» **WHAT THE EXERCISE ASKS**: Examine the entries below, count the lines holding the string "Deserialize", and respond with the number only.

(Beginning of DATA EXTRACT)

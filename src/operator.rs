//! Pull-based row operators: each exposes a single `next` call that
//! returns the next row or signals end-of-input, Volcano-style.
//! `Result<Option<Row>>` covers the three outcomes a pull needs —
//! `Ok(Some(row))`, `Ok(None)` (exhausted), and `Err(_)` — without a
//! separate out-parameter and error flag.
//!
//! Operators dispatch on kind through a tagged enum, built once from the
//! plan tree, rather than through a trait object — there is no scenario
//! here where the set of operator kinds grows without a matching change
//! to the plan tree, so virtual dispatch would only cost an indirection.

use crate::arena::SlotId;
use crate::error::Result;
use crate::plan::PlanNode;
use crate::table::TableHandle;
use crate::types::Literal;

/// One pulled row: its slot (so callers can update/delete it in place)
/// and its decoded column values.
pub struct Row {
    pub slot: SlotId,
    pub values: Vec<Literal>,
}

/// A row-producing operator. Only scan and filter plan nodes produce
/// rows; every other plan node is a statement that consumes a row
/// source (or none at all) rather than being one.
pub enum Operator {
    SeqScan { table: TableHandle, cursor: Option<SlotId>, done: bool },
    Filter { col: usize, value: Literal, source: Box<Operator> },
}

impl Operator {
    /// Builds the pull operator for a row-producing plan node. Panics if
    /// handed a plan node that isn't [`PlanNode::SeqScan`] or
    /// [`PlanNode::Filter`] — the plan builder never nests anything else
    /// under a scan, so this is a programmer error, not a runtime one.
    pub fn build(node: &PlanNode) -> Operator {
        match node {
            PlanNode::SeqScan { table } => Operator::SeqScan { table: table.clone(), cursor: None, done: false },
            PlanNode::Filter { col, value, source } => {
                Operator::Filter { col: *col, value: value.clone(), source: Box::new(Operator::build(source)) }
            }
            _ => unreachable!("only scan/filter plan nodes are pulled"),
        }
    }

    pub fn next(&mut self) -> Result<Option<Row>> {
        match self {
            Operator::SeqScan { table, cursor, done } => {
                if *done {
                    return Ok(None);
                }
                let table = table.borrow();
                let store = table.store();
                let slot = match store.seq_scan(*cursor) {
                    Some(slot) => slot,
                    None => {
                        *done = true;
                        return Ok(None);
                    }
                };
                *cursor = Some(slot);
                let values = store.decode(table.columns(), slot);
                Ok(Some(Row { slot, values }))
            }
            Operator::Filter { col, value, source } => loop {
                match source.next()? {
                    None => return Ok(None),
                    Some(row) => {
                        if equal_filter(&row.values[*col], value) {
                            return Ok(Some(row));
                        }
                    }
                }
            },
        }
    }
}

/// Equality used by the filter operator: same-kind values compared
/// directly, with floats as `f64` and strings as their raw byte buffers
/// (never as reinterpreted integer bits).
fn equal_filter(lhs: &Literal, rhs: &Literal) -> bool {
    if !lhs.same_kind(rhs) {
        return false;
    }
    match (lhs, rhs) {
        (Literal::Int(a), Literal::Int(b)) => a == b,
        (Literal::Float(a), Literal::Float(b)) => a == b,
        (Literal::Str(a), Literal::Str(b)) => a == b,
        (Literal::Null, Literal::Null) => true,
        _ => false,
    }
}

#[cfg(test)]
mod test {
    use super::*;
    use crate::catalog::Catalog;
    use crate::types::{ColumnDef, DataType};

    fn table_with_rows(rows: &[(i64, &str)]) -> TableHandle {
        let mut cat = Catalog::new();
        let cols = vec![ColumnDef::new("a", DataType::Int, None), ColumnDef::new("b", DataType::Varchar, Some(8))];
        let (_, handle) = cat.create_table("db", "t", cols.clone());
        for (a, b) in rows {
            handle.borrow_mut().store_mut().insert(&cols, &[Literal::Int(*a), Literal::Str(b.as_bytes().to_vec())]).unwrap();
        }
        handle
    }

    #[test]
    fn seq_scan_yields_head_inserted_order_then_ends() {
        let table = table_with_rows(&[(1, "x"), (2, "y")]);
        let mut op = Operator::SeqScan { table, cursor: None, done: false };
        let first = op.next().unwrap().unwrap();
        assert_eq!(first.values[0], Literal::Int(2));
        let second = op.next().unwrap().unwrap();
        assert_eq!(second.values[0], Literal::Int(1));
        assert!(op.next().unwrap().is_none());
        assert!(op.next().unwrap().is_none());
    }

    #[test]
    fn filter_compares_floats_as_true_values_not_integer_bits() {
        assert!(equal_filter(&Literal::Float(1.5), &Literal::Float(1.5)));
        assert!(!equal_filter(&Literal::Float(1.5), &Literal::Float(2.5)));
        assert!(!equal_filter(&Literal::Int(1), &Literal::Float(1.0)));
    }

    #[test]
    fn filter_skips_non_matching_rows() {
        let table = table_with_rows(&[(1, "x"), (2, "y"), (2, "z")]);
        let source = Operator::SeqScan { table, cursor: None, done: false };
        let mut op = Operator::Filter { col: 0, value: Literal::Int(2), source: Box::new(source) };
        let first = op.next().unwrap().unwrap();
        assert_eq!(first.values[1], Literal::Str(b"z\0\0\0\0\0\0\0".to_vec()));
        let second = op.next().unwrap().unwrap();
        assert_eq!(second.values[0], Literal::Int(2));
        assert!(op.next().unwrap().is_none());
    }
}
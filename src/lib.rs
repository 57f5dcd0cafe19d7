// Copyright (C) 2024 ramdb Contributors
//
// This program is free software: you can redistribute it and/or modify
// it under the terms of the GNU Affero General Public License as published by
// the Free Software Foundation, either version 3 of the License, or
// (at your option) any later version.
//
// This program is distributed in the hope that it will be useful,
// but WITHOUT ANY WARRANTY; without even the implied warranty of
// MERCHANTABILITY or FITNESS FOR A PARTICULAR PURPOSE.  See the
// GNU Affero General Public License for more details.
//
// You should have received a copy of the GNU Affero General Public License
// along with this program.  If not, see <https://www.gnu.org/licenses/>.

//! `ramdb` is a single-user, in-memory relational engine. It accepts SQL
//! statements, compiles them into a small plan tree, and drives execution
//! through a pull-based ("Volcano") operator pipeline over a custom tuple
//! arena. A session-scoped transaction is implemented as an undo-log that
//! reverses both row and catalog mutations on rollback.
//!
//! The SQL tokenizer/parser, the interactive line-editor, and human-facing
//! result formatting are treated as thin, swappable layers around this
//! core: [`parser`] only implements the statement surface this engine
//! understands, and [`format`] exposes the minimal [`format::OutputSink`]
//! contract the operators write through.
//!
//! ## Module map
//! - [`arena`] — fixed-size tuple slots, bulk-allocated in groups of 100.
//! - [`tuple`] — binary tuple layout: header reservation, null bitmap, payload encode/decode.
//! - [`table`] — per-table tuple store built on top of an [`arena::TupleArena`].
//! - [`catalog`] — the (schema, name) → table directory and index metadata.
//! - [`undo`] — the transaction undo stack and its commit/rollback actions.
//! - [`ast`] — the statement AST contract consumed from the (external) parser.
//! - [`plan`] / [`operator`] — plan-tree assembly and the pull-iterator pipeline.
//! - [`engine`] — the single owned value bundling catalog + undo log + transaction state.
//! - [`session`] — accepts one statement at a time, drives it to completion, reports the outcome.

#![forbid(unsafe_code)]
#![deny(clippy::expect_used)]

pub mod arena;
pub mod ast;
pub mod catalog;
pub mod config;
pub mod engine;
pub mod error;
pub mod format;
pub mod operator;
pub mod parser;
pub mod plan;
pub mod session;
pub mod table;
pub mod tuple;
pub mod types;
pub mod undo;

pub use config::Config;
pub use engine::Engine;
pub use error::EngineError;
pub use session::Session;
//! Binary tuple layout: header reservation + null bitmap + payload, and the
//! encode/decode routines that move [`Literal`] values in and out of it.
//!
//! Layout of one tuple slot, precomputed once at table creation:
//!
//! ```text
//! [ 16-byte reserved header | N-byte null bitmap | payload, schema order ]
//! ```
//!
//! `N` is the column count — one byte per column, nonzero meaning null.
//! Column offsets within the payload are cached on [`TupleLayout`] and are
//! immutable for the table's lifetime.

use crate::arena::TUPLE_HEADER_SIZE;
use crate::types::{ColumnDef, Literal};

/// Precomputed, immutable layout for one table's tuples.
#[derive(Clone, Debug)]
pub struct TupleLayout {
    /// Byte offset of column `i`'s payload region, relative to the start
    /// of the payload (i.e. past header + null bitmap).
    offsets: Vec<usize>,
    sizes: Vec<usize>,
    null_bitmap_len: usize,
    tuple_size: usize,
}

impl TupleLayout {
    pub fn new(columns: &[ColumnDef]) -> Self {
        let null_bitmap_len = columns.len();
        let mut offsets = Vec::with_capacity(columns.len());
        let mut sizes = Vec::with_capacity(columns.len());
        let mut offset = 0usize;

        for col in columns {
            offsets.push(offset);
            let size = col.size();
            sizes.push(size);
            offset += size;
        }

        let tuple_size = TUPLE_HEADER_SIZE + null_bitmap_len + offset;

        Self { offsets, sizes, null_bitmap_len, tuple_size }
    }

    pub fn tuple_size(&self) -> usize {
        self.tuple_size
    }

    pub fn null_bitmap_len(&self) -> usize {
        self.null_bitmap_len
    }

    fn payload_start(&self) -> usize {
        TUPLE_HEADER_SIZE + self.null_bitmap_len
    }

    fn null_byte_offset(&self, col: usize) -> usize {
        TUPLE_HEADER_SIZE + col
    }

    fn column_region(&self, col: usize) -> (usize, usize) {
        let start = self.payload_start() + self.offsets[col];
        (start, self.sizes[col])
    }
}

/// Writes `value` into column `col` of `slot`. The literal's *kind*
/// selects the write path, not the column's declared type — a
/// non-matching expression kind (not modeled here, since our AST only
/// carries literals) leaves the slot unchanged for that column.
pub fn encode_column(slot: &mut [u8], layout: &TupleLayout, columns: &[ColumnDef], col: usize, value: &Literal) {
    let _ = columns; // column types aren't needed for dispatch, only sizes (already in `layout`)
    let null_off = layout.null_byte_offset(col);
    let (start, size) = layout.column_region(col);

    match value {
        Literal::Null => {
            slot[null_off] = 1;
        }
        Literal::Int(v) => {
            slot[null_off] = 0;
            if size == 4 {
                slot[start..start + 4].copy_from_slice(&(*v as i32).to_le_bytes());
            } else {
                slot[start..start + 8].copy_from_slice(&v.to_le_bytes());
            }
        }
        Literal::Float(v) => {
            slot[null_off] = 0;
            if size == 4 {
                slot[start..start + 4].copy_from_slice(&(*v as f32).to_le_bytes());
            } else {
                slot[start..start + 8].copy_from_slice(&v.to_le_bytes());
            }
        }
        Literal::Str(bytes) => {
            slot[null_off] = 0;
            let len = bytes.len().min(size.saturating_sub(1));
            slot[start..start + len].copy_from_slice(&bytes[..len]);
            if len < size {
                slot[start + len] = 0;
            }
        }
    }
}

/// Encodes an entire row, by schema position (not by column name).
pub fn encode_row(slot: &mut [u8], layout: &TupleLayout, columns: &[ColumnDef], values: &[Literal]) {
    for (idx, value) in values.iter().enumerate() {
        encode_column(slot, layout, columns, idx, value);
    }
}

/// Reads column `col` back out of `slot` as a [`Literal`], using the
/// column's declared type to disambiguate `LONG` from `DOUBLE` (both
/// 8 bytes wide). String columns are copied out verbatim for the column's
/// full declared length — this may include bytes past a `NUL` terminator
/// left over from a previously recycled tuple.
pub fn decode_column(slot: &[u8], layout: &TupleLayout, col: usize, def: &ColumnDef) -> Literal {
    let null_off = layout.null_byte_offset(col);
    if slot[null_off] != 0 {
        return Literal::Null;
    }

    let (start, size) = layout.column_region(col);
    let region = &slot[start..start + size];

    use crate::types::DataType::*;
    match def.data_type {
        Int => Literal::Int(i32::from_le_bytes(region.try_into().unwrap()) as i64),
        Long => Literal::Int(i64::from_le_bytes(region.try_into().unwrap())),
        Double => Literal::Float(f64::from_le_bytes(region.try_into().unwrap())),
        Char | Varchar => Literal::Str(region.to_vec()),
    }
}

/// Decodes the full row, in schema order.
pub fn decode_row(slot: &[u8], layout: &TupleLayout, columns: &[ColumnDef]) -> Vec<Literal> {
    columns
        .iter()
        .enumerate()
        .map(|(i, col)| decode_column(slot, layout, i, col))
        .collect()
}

(End of DATA EXTRACT)
(Beginning of DATA EXTRACT)

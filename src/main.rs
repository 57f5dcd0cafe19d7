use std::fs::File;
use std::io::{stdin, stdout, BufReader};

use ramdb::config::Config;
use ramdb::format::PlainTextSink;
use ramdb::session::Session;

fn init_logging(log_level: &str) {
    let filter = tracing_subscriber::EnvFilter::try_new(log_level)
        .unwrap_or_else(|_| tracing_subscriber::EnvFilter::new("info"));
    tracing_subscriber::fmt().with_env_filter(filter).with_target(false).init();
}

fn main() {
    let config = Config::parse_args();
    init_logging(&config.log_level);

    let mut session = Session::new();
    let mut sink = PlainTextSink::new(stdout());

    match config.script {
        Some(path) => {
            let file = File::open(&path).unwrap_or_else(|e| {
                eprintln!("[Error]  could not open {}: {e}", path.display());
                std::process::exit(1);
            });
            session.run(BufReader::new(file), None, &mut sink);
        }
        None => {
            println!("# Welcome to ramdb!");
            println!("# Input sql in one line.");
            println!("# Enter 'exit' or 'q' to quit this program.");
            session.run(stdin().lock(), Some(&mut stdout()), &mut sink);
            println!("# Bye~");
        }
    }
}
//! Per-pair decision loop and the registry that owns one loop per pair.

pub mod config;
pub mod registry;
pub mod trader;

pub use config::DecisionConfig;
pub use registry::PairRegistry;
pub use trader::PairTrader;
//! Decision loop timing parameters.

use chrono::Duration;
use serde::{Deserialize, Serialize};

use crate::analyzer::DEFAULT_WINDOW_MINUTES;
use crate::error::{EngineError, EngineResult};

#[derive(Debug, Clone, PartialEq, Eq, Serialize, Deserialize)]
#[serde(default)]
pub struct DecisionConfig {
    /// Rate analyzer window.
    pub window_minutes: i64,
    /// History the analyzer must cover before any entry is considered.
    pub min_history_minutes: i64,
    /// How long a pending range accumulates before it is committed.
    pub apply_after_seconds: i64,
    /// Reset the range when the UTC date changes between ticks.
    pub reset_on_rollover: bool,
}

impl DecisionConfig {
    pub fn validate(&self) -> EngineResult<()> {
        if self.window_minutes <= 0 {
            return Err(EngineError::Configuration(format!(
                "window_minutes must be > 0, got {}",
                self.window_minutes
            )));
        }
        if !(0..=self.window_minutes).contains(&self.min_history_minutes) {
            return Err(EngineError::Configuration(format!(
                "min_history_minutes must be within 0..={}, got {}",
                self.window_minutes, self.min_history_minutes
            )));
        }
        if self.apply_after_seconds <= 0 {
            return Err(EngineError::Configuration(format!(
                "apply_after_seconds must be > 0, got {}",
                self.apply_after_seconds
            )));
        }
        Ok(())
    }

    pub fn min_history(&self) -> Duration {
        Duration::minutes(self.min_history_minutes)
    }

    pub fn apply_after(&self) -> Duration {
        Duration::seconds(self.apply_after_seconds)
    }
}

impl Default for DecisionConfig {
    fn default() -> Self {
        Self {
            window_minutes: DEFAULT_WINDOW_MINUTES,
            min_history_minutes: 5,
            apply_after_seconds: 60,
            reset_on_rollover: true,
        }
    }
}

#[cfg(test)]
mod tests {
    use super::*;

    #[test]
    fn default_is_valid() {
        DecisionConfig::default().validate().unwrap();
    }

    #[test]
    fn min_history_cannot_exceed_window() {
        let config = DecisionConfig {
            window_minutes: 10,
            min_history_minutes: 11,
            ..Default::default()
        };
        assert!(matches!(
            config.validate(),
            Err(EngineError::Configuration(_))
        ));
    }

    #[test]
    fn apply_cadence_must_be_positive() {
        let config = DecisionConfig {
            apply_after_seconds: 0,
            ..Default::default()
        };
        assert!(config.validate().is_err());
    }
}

(End of DATA EXTRACT)
(Beginning of DATA EXTRACT)

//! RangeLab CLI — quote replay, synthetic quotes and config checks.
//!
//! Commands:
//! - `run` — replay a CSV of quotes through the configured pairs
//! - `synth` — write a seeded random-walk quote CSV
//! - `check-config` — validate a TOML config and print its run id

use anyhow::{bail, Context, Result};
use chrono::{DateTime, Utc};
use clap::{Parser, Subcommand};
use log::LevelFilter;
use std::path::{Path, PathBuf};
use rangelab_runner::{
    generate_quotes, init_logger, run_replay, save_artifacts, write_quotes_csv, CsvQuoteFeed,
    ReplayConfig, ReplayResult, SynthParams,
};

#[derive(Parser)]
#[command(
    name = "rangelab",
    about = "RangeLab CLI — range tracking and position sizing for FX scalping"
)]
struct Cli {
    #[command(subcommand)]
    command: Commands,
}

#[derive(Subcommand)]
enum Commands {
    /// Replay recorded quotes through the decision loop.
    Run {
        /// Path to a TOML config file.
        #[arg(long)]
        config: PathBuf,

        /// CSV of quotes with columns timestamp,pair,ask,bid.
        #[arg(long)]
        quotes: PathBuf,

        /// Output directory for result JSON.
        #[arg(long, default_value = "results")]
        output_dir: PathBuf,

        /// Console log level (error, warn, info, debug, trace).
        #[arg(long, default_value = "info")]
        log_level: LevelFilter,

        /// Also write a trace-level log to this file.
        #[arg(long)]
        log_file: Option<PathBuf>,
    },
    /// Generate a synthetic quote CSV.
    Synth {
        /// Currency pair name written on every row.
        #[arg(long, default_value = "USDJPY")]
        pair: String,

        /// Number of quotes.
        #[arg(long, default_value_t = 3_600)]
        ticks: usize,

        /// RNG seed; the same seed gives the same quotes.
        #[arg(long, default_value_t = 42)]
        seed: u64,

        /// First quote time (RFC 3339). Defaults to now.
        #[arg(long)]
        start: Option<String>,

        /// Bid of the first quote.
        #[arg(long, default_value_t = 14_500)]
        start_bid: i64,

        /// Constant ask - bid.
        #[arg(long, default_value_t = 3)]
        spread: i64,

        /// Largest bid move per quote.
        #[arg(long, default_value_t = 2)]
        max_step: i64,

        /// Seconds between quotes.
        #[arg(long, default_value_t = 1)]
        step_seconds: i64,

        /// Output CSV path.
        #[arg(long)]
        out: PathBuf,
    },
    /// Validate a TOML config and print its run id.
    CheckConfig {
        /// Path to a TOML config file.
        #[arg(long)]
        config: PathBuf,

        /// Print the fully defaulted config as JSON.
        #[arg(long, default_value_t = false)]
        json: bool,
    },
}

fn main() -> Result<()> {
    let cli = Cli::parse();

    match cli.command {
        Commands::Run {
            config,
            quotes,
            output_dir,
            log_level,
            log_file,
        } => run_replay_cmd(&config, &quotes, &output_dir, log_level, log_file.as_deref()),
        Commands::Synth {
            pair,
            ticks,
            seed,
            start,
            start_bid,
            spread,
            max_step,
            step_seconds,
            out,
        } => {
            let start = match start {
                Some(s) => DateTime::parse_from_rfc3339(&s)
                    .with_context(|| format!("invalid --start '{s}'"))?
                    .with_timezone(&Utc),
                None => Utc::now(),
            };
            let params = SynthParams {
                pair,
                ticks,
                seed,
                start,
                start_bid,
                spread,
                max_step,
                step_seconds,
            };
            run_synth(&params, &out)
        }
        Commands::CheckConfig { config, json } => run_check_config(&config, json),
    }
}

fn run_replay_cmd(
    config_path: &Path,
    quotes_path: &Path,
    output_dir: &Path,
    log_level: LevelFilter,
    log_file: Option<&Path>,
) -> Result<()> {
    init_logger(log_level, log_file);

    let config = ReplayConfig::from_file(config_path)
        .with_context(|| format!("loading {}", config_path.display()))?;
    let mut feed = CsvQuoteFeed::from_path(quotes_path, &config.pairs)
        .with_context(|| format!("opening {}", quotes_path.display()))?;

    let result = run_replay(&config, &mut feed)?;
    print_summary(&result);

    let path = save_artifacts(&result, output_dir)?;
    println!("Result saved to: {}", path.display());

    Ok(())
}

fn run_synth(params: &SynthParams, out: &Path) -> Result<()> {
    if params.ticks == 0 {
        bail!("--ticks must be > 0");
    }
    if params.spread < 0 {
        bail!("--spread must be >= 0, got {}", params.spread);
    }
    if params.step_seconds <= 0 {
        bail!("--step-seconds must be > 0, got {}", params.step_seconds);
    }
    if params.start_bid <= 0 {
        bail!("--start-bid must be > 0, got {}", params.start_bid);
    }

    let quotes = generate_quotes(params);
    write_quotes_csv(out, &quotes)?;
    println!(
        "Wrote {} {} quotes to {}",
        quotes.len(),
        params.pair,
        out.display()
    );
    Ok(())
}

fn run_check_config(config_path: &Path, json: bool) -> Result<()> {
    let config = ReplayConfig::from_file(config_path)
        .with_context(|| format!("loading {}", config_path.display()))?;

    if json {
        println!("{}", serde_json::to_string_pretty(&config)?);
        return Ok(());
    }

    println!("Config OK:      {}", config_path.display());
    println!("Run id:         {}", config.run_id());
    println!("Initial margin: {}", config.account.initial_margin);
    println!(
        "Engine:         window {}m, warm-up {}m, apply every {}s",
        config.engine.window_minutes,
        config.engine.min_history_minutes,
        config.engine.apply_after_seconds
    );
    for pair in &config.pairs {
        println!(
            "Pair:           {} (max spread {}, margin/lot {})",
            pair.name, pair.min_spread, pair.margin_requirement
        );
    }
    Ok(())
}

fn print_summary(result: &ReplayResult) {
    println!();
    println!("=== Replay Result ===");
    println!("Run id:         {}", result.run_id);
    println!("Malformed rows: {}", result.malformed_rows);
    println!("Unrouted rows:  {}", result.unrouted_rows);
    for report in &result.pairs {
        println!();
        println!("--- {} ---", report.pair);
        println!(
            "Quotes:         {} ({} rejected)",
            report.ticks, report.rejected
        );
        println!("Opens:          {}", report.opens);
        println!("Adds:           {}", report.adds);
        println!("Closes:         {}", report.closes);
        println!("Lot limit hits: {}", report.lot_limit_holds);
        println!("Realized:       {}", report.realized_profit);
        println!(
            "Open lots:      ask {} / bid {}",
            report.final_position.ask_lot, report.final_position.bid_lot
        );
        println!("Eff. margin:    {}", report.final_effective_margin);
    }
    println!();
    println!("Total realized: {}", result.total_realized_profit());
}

(End of DATA EXTRACT)

» **FINAL ANSWER**: 2